FL hospital sued over sale of $1.9B in bad debt

On the surface, the deal looked like a win-win. Giant Jackson Memorial Hospital would be able to sell--and make some money on--eight years worth of outstanding bills. Collector International Portfolio Inc.(IPI), meanwhile, would make more than $108.6 million on its $5.7 million investment. The thing is, it didn't work out that way, according to IPI, which has sued the 1,757-bed public hospital in an attempt to resolve its problems with Jackson.

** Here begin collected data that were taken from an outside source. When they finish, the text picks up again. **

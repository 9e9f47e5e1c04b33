//! Error-kind taxonomy shared by the facade envelope and job records.

use serde::{Deserialize, Serialize};

/// Reason recorded by the startup sweep for jobs a previous process
/// lifetime left non-terminal.
pub const INTERRUPTED: &str = "interrupted";

/// Abstract error taxonomy carried in the error envelope `code` field and
/// in failed job/entry reasons.
#[derive(Debug, Clone, Copy, PartialEq, Eq, Serialize, Deserialize)]
#[serde(rename_all = "kebab-case")]
pub enum ErrorKind {
    InvalidArgument,
    NotFound,
    UnsupportedType,
    TooLarge,
    Timeout,
    TooManyRequests,
    Upstream,
    Cancelled,
    Interrupted,
    Internal,
}

impl ErrorKind {
    pub fn as_str(&self) -> &'static str {
        match self {
            ErrorKind::InvalidArgument => "invalid-argument",
            ErrorKind::NotFound => "not-found",
            ErrorKind::UnsupportedType => "unsupported-type",
            ErrorKind::TooLarge => "too-large",
            ErrorKind::Timeout => "timeout",
            ErrorKind::TooManyRequests => "too-many-requests",
            ErrorKind::Upstream => "upstream",
            ErrorKind::Cancelled => "cancelled",
            ErrorKind::Interrupted => "interrupted",
            ErrorKind::Internal => "internal",
        }
    }
}

impl std::fmt::Display for ErrorKind {
    fn fmt(&self, f: &mut std::fmt::Formatter<'_>) -> std::fmt::Result {
        write!(f, "{}", self.as_str())
    }
}

#[cfg(test)]
mod tests {
    use super::*;

    #[test]
    fn test_kind_serializes_kebab_case() {
        assert_eq!(
            serde_json::to_string(&ErrorKind::InvalidArgument).unwrap(),
            "\"invalid-argument\""
        );
        assert_eq!(ErrorKind::Interrupted.as_str(), INTERRUPTED);
    }
}
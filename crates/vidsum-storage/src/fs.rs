//! Filesystem utilities.

use std::path::Path;

use sha2::{Digest, Sha256};
use tokio::fs;
use tokio::io::AsyncReadExt;

use crate::error::StorageResult;

/// Move a file from `src` to `dst`, handling cross-device moves.
///
/// Attempts a fast rename first; on EXDEV falls back to copy-then-delete,
/// copying through a temp file next to `dst` so the final rename stays
/// atomic on the destination filesystem.
pub async fn move_file(src: impl AsRef<Path>, dst: impl AsRef<Path>) -> StorageResult<()> {
    let src = src.as_ref();
    let dst = dst.as_ref();

    if let Some(parent) = dst.parent() {
        fs::create_dir_all(parent).await?;
    }

    match fs::rename(src, dst).await {
        Ok(()) => Ok(()),
        Err(e) if is_cross_device_error(&e) => {
            tracing::debug!(
                "Cross-device rename detected, falling back to copy+delete: {} -> {}",
                src.display(),
                dst.display()
            );
            let tmp_dst = dst.with_extension("part");
            fs::copy(src, &tmp_dst).await?;
            fs::rename(&tmp_dst, dst).await?;
            fs::remove_file(src).await?;
            Ok(())
        }
        Err(e) => Err(e.into()),
    }
}

/// EXDEV is error code 18 on Linux/macOS.
fn is_cross_device_error(e: &std::io::Error) -> bool {
    e.raw_os_error() == Some(18)
}

/// Streaming SHA-256 of a file, hex-encoded.
pub async fn hash_file(path: impl AsRef<Path>) -> StorageResult<(String, u64)> {
    let mut file = fs::File::open(path.as_ref()).await?;
    let mut hasher = Sha256::new();
    let mut buf = vec![0u8; 64 * 1024];
    let mut total = 0u64;

    loop {
        let n = file.read(&mut buf).await?;
        if n == 0 {
            break;
        }
        hasher.update(&buf[..n]);
        total += n as u64;
    }

    let mut hex = String::with_capacity(64);
    for byte in hasher.finalize() {
        hex.push_str(&format!("{:02x}", byte));
    }
    Ok((hex, total))
}

/// Total size in bytes of all regular files under `dir` (non-recursive
/// directories are walked one level at a time).
pub async fn dir_size(dir: impl AsRef<Path>) -> StorageResult<u64> {
    let mut total = 0u64;
    let mut stack = vec![dir.as_ref().to_path_buf()];

    while let Some(dir) = stack.pop() {
        let mut entries = match fs::read_dir(&dir).await {
            Ok(entries) => entries,
            Err(e) if e.kind() == std::io::ErrorKind::NotFound => continue,
            Err(e) => return Err(e.into()),
        };
        while let Some(entry) = entries.next_entry().await? {
            let meta = entry.metadata().await?;
            if meta.is_dir() {
                stack.push(entry.path());
            } else {
                total += meta.len();
            }
        }
    }
    Ok(total)
}

#[cfg(test)]
mod tests {
    use super::*;
    use tempfile::TempDir;

    #[tokio::test]
    async fn test_move_file_creates_parents() {
        let dir = TempDir::new().unwrap();
        let src = dir.path().join("src.bin");
        let dst = dir.path().join("nested/deeper/dst.bin");

        fs::write(&src, b"payload").await.unwrap();
        move_file(&src, &dst).await.unwrap();

        assert!(!src.exists());
        assert_eq!(fs::read(&dst).await.unwrap(), b"payload");
    }

    #[tokio::test]
    async fn test_hash_file_matches_known_digest() {
        let dir = TempDir::new().unwrap();
        let path = dir.path().join("empty");
        fs::write(&path, b"").await.unwrap();

        let (hex, size) = hash_file(&path).await.unwrap();
        assert_eq!(size, 0);
        assert_eq!(
            hex,
            "e3b0c44298fc1c149afbf4c8996fb92427ae41e4649b934ca495991b7852b855"
        );
    }

    #[tokio::test]
    async fn test_dir_size_walks_subdirectories() {
        let dir = TempDir::new().unwrap();
        fs::create_dir_all(dir.path().join("a/b")).await.unwrap();
        fs::write(dir.path().join("a/x"), vec![0u8; 10]).await.unwrap();
        fs::write(dir.path().join("a/b/y"), vec![0u8; 5]).await.unwrap();

        assert_eq!(dir_size(dir.path()).await.unwrap(), 15);
        assert_eq!(dir_size(dir.path().join("missing")).await.unwrap(), 0);
    }
}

IPI is alleging that the $1.9 billion in accounts receivable sold by Jackson wasn't as collectible as it was supposed to be. Its attorneys say that the accounts didn't meet the terms of the sale, including patients who were dead, bankrupt, on Medicare or Medicaid or simply didn't owe what the records suggested. When Jackson got the news, it gave IPI another batch of receivables, but the accounts were only worth $682 million, with many lacking adequate collections information, IPI says.

Since then, the dispute has raged on. Jackson has told many patients with unpaid accounts that they have a zero balance, and has apologized for IPI's collection efforts. Now, it looks like a judge will have to sort things out. In the future, perhaps Jackson will sell accounts for a contingency fee, as is more typically the case when hospitals pursue bad debt collections.